We continue to investigate approaches to better preserve and expand hematopoietic stem cells in culture to support their genetic manipulation and improve the safety and efficacy of ex vivo gene therapy. We have also improved vectors to achieve stringently regulated transgene expression. We first applied microRNA regulation to vector design in 2006 and provided the prototype for making transgenes and medically used viruses stringently responsive to cell type and differentiation specific cues. This strategy proved highly robust and versatile and is undergoing an increasingly wider exploitation by the biomedical community. More recently, we have identified microRNAs with specific activity in distinct hematopoietic subpopulations and are exploiting them to negatively regulate transgene expression and achieve targeted expression profiles of unprecedented specificity in hematopoietic stem cell therapy (Project 1).
Concurrently, we have developed powerful vector tools to study microRNA function and have identified a key role of some microRNAs in hematopoietic stem cell quiescence, expansion and myeloid differentiation. Ongoing studies exploit microRNA gain and loss of function and unbiased proteomic and transcriptomic approaches to identify relevant targets of these microRNAs and decipher the molecular network they act on. These data are providing novel insights into how hematopoietic stem cell quiescence, commitment and differentiation are regulated (Project 2).
We have pioneered and continue to develop gene targeting approaches based on engineered Zinc Finger Nucleases to edit the genomic sequence. These strategies bring the possibilities of site-specific integration and correction of defective genes within the reach of gene therapy and offer radical new solutions to overcome the major hurdles that have long hindered progress of the gene therapy field. Gene correction, as opposed to gene replacement, not only restores the function of a diseased gene but also its physiological expression control, while avoiding the risks of insertional mutagenesis. We are optimizing and exploiting this approach in lymphocytes, hematopoietic stem cells and induced pluripotent stem cells to correct mutations causing X-linked primary immunodeficiency and other genetic diseases (Project 3).
Furthermore, we are exploiting artificial DNA-binding proteins to stably modulate epigenetic features at pre-selected loci and specifically silence dominant mutations (Project 4).
We continue to investigate the potential of in vivo gene delivery to treat systemic diseases such as hemophilia, capitalizing on the intriguing properties of a lentiviral vector platform stringently targeted to hepatocytes by a combination of transcriptional and post-transcriptional, microRNA-regulated control. By using this strategy, we could overcome the immunological barrier to stable gene transfer, one of the major hurdles to successful gene therapy, establish long-term correction of hemophilia in affected mice and dogs and induce active tolerance to the transgene. Further studies aim towards clinical translation of this strategy and its broader exploitation to treat a range of metabolic and autoimmune diseases (Project 5).
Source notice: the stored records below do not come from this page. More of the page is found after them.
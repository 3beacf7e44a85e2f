//! MCP tool modules.
//!
//! Each module contributes one router of related tools plus the provider
//! that attaches it to a server session.

pub mod deliver;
By tracking the hematopoietic cell contribution to angiogenesis, we have established a novel paradigm in which the bone marrow contributes a myeloid cell population required for promoting new vessel formation. These studies helped defining a lineage of pro-angiogenic monocytes, which selectively engage in tissue remodeling and regeneration and can be distinguished from conventional pro-inflammatory monocytes by gene expression, surface markers and functional properties. We continue to investigate the origin and biological function of these cells and exploit them to develop new therapeutic strategies. In one such strategy, we engineer the progeny of transplanted hematopoietic progenitors to target gene therapy to tumors, enhancing therapeutic efficacy and avoiding systemic toxicity (Project 6).